ASSIGNED TASK ▸ Report the number of lines in the records below that contain the word "crate", and nothing more.

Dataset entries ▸
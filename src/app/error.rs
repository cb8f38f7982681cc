use thiserror::Error;

use crate::config::ConfigError;
use crate::tasks::SchedulerError;

#[derive(Error, Debug)]
pub enum NewsflowError {
    #[error("Database error: {0}")]
    Database(#[from] rusqlite::Error),

    #[error("Migration error: {0}")]
    Migration(String),

    #[error("HTTP error: {0}")]
    Http(#[from] reqwest::Error),

    #[error("Request timeout: {0}")]
    Timeout(String),

    /// Non-2xx, non-304 response. The rendered text always starts with
    /// `HTTP <code>` because stored feed errors are classified from it.
    #[error("HTTP {status}: {reason}")]
    HttpStatus { status: u16, reason: String },

    #[error("Feed parsing error: {0}")]
    FeedParse(String),

    #[error("Invalid URL: {0}")]
    InvalidUrl(#[from] url::ParseError),

    #[error("IO error: {0}")]
    Io(#[from] std::io::Error),

    #[error("Feed not found: {0}")]
    FeedNotFound(String),

    #[error("Scheduler error: {0}")]
    Scheduler(#[from] SchedulerError),

    #[error(transparent)]
    Config(#[from] ConfigError),

    #[error("{0}")]
    Other(String),
}

impl NewsflowError {
    /// Maps a transport failure, keeping timeouts distinguishable.
    pub fn from_transport(err: reqwest::Error) -> Self {
        if err.is_timeout() {
            NewsflowError::Timeout(err.to_string())
        } else {
            NewsflowError::Http(err)
        }
    }
}

pub type Result<T> = std::result::Result<T, NewsflowError>;

#[cfg(test)]
mod tests {
    use super::*;

    #[test]
    fn test_http_status_message_embeds_code() {
        let err = NewsflowError::HttpStatus {
            status: 500,
            reason: "Internal Server Error".into(),
        };
        assert_eq!(err.to_string(), "HTTP 500: Internal Server Error");
    }

    #[test]
    fn test_timeout_message_mentions_timeout() {
        let err = NewsflowError::Timeout("operation timed out".into());
        assert!(err.to_string().to_lowercase().contains("timeout"));
    }
}
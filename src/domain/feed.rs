use chrono::{DateTime, Duration, Utc};
use serde::{Deserialize, Serialize};

#[derive(Debug, Clone, PartialEq, Serialize, Deserialize)]
pub struct Feed {
    pub id: i64,
    pub url: String,
    pub title: Option<String>,
    pub description: Option<String>,
    pub last_updated: Option<DateTime<Utc>>,
    pub last_error: Option<String>,
    pub last_error_time: Option<DateTime<Utc>>,
    pub etag: Option<String>,
    pub last_modified: Option<String>,
    /// Seconds from `last_updated` during which the origin declared the
    /// document fresh.
    pub cache_control_max_age: Option<i64>,
    pub visible: bool,
    pub created_at: DateTime<Utc>,
}

impl Feed {
    pub fn new(url: String) -> Self {
        Self {
            id: 0,
            url,
            title: None,
            description: None,
            last_updated: None,
            last_error: None,
            last_error_time: None,
            etag: None,
            last_modified: None,
            cache_control_max_age: None,
            visible: true,
            created_at: Utc::now(),
        }
    }

    pub fn display_title(&self) -> &str {
        match self.title.as_deref() {
            Some(title) if !title.is_empty() => title,
            _ => &self.url,
        }
    }

    /// When the cached copy stops being fresh, if the origin sent `max-age`.
    pub fn cache_expires_at(&self) -> Option<DateTime<Utc>> {
        let max_age = self.cache_control_max_age?;
        let last_updated = self.last_updated?;
        last_updated.checked_add_signed(Duration::seconds(max_age))
    }

    pub fn is_fresh_at(&self, now: DateTime<Utc>) -> bool {
        self.cache_expires_at().is_some_and(|expires| now < expires)
    }

    pub fn error_class(&self) -> Option<FeedErrorClass> {
        self.last_error.as_deref().map(FeedErrorClass::from_message)
    }
}

/// Validators and freshness taken from one successful response. They are
/// always written together: a header missing from the response clears the
/// stored value.
#[derive(Debug, Clone, Default, PartialEq)]
pub struct CacheHeaders {
    pub etag: Option<String>,
    pub last_modified: Option<String>,
    pub max_age: Option<i64>,
}

#[derive(Debug, Clone, Default)]
pub struct FeedUpdate {
    pub title: Option<String>,
    pub description: Option<String>,
    pub last_updated: Option<DateTime<Utc>>,
    pub cache: Option<CacheHeaders>,
}

/// Coarse category of a stored refresh error, derived from its text.
#[derive(Debug, Clone, Copy, PartialEq, Eq)]
pub enum FeedErrorClass {
    NotFound,
    Forbidden,
    RateLimited,
    ServerError,
    Timeout,
    Other,
}

impl FeedErrorClass {
    pub fn from_message(message: &str) -> Self {
        if let Some(code) = http_status_code(message) {
            return match code {
                404 | 410 => FeedErrorClass::NotFound,
                401 | 403 => FeedErrorClass::Forbidden,
                429 => FeedErrorClass::RateLimited,
                500..=599 => FeedErrorClass::ServerError,
                _ => FeedErrorClass::Other,
            };
        }

        let lower = message.to_lowercase();
        if lower.contains("timeout") || lower.contains("timed out") {
            FeedErrorClass::Timeout
        } else {
            FeedErrorClass::Other
        }
    }

    pub fn symbol(self) -> &'static str {
        match self {
            FeedErrorClass::NotFound => "?",
            FeedErrorClass::Forbidden => "x",
            FeedErrorClass::RateLimited => "~",
            FeedErrorClass::ServerError => "!",
            FeedErrorClass::Timeout => "t",
            FeedErrorClass::Other => "E",
        }
    }
}

fn http_status_code(message: &str) -> Option<u16> {
    let idx = message.find("HTTP ")?;
    let digits: String = message[idx + 5..]
        .chars()
        .take_while(|c| c.is_ascii_digit())
        .collect();
    if digits.len() != 3 {
        return None;
    }
    digits.parse().ok()
}

#[cfg(test)]
mod tests {
    use super::*;

    #[test]
    fn test_display_title_falls_back_to_url() {
        let mut feed = Feed::new("https://example.com/feed.xml".into());
        assert_eq!(feed.display_title(), "https://example.com/feed.xml");

        feed.title = Some(String::new());
        assert_eq!(feed.display_title(), "https://example.com/feed.xml");

        feed.title = Some("Example".into());
        assert_eq!(feed.display_title(), "Example");
    }

    #[test]
    fn test_fresh_within_max_age() {
        let t0 = Utc::now();
        let mut feed = Feed::new("https://example.com/feed.xml".into());
        feed.last_updated = Some(t0);
        feed.cache_control_max_age = Some(3600);

        assert!(feed.is_fresh_at(t0 + Duration::seconds(1800)));
        assert!(!feed.is_fresh_at(t0 + Duration::seconds(3600)));
        assert!(!feed.is_fresh_at(t0 + Duration::seconds(7200)));
    }

    #[test]
    fn test_not_fresh_without_max_age_or_timestamp() {
        let t0 = Utc::now();
        let mut feed = Feed::new("https://example.com/feed.xml".into());
        feed.last_updated = Some(t0);
        assert!(!feed.is_fresh_at(t0));

        feed.last_updated = None;
        feed.cache_control_max_age = Some(3600);
        assert!(!feed.is_fresh_at(t0));
    }

    #[test]
    fn test_error_class_from_status_text() {
        assert_eq!(
            FeedErrorClass::from_message("HTTP 404: Not Found"),
            FeedErrorClass::NotFound
        );
        assert_eq!(
            FeedErrorClass::from_message("HTTP 403: Forbidden"),
            FeedErrorClass::Forbidden
        );
        assert_eq!(
            FeedErrorClass::from_message("HTTP 429: Too Many Requests"),
            FeedErrorClass::RateLimited
        );
        assert_eq!(
            FeedErrorClass::from_message("HTTP 503: Service Unavailable"),
            FeedErrorClass::ServerError
        );
        assert_eq!(
            FeedErrorClass::from_message("Request timeout: operation timed out"),
            FeedErrorClass::Timeout
        );
        assert_eq!(
            FeedErrorClass::from_message("Feed parsing error: bad xml"),
            FeedErrorClass::Other
        );
    }

    #[test]
    fn test_error_class_on_feed() {
        let mut feed = Feed::new("https://example.com/feed.xml".into());
        assert_eq!(feed.error_class(), None);
        feed.last_error = Some("HTTP 500: Internal Server Error".into());
        assert_eq!(feed.error_class(), Some(FeedErrorClass::ServerError));
    }
}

RESPONSE FOR THIS EXERCISE ▸ 2